The idea: instead of hiding the artifice of advertising, make it the concept. Show how the identical service visit feels completely different depending on who’s “directing” the story.
Three Directors, One Garage
1. Wes Anderson — “The Diorama”
- Visual language: centered compositions, flat staging, pastel palette, symmetrical frames.
- Garage as stage set: every tool is meticulously arranged; the mechanic stands dead-center, framed like a character in a storybook.
- Mood: warm, artificial lighting evokes an advent calendar come to life. The tone is deadpan and gently absurd, but with a quiet sincerity.
- Effect: it’s funny at first glance, then unexpectedly tender — a small, precise portrait of someone who takes their work (and your safety in winter) very seriously.
2. Emmanuel Lubezki — “The Drift”
- Visual language: long, fluid takes, naturalistic light, a camera that glides rather than cuts.
- Camera behavior: it finds the mechanic instead of announcing him — drifting past chrome, cables, and steam before settling on the work in progress.
- Mood: grounded, immersive, almost documentary in its intimacy.
- Effect: this becomes the emotional anchor of the film. The continuous movement suggests that winter is coming whether you’re ready or not — and that preparation is part of the ongoing flow of everyday life.
3. Quentin Tarantino — “The Coil”
- Visual language: low angles, confrontational close-ups, stylized tension.
- Everyday objects as set pieces: a wrench, an oil drain, a car on a lift are framed like weapons and standoffs.
- Mood: coiled suspense, as if something explosive is about to happen.
- Effect: nothing is actually at stake beyond a seasonal service, and that mismatch between cinematic tension and mundane reality becomes the joke. The winter check-up feels like a showdown you don’t want to skip.
Production Approach
The spot was built with AI-assisted tools from pre-visualization through final rendering.
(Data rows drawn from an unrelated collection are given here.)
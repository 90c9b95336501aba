//! Collaborator clients for the messaging platform.
//!
//! The pipeline only ever talks to [`TelegramApi`]. Two implementations ship
//! with the crate:
//! - [`MemoryClient`] - scripted, in-memory; supports failure injection
//! - [`SnapshotClient`] - offline, backed by a snapshot directory of
//!   Telegram Desktop exports (requires the `snapshot` feature)
//!
//! # Snapshot layout
//!
//! ```text
//! <dir>/snapshot.json            entities, invites, participants, sticker sets
//! <dir>/messages/<entity_id>.json   Telegram Desktop export of one chat
//! ```

mod error;
mod memory;
#[cfg(feature = "snapshot")]
mod snapshot;
mod traits;

pub use error::{ApiError, ApiResult};
pub use memory::{MemoryClient, MemoryClientBuilder};
#[cfg(feature = "snapshot")]
pub use snapshot::{SnapshotClient, SnapshotConfig};
pub use traits::{MessageStream, TelegramApi};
This allowed:
- Rapid iteration on three distinct visual grammars (Anderson, Lubezki, Tarantino) without three separate physical shoots.
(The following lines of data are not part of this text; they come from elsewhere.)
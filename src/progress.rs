//! Progress reporting for long-running operations.
//!
//! The crawler and the member enumerator push a [`Progress`] snapshot to a
//! [`ProgressCallback`] after every item, so a caller can drive a spinner,
//! a status line, or nothing at all.
//!
//! # Example
//!
//! ```rust
//! use tgspyder::progress::{Progress, ProgressCallback};
//! use std::sync::Arc;
//!
//! let callback: ProgressCallback = Arc::new(|progress| {
//!     println!("msgs={} invites={}", progress.messages_seen, progress.invites_found);
//! });
//!
//! callback(Progress::crawl(10, 2));
//! ```

use std::io::Write;
use std::sync::Arc;

/// Running counters of an operation.
#[derive(Debug, Clone, Copy, Default, PartialEq, Eq)]
pub struct Progress {
    /// Messages pulled from the history so far.
    pub messages_seen: usize,

    /// Distinct invite links discovered so far.
    pub invites_found: usize,

    /// Items written so far (member rows).
    pub items_processed: usize,

    /// Total items, if known up front.
    pub total_items: Option<usize>,
}

impl Progress {
    /// Creates a crawl progress snapshot.
    pub fn crawl(messages_seen: usize, invites_found: usize) -> Self {
        Self {
            messages_seen,
            invites_found,
            ..Self::default()
        }
    }

    /// Creates an item progress snapshot with a known total.
    pub fn items(items_processed: usize, total_items: usize) -> Self {
        Self {
            items_processed,
            total_items: Some(total_items),
            ..Self::default()
        }
    }

    /// Returns the items percentage (0.0 - 100.0).
    ///
    /// Returns `None` if total items is not known.
    ///
    /// ```rust
    /// use tgspyder::progress::Progress;
    ///
    /// assert_eq!(Progress::items(5, 10).percentage(), Some(50.0));
    /// assert_eq!(Progress::crawl(5, 0).percentage(), None);
    /// ```
    pub fn percentage(&self) -> Option<f64> {
        self.total_items.map(|total| {
            if total == 0 {
                100.0
            } else {
                (self.items_processed as f64 / total as f64) * 100.0
            }
        })
    }

    /// Returns whether all known items are processed.
    pub fn is_complete(&self) -> bool {
        self.total_items
            .map(|total| self.items_processed >= total)
            .unwrap_or(false)
    }
}

/// Callback type for receiving progress updates.
pub type ProgressCallback = Arc<dyn Fn(Progress) + Send + Sync>;

/// Creates a no-op progress callback.
pub fn no_progress() -> ProgressCallback {
    Arc::new(|_| {})
}

/// Creates a callback that rewrites a single status line on stderr.
///
/// Crawl updates print `msgs=N • invites=M`; item updates print `done/total`.
pub fn stderr_progress(label: impl Into<String>) -> ProgressCallback {
    let label = label.into();
    Arc::new(move |progress| {
        let line = match progress.total_items {
            Some(total) => format!("{label} {}/{total}", progress.items_processed),
            None => format!(
                "{label} • msgs={} • invites={}",
                progress.messages_seen, progress.invites_found
            ),
        };
        let mut stderr = std::io::stderr().lock();
        let _ = write!(stderr, "\r{line}");
        let _ = stderr.flush();
    })
}

#[cfg(test)]
mod tests {
    use super::*;
    use std::sync::atomic::{AtomicUsize, Ordering};

    #[test]
    fn test_crawl_progress_has_no_percentage() {
        let progress = Progress::crawl(100, 3);
        assert_eq!(progress.percentage(), None);
        assert!(!progress.is_complete());
    }

    #[test]
    fn test_items_percentage_zero_total() {
        assert_eq!(Progress::items(0, 0).percentage(), Some(100.0));
        assert!(Progress::items(0, 0).is_complete());
    }

    #[test]
    fn test_items_complete() {
        assert!(Progress::items(3, 3).is_complete());
        assert!(!Progress::items(2, 3).is_complete());
    }

    #[test]
    fn test_no_progress_callback() {
        let callback = no_progress();
        callback(Progress::default());
    }

    #[test]
    fn test_progress_callback_type() {
        let counter = Arc::new(AtomicUsize::new(0));
        let counter_clone = counter.clone();

        let callback: ProgressCallback = Arc::new(move |progress| {
            counter_clone.store(progress.messages_seen, Ordering::SeqCst);
        });

        callback(Progress::crawl(42, 0));
        assert_eq!(counter.load(Ordering::SeqCst), 42);
    }
}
- Precise control of lighting, composition, and pacing tailored to each director’s style.
What would traditionally demand multiple days of production was compressed into a tighter, more flexible pipeline, while still delivering three fully realized visual worlds.
Distribution & Recognition
- Channels: billboards, television, and social media across Georgia during the 2024 Christmas season.
- Recognition: highlighted by Ads of the World under the campaign title “Get Through Winter in Your Style.”
The result is a piece that sits between advertising and film criticism: a car service commercial that doubles as a playful study of directorial style — or a mini-essay on cinema that also reminds you to get your car ready for winter.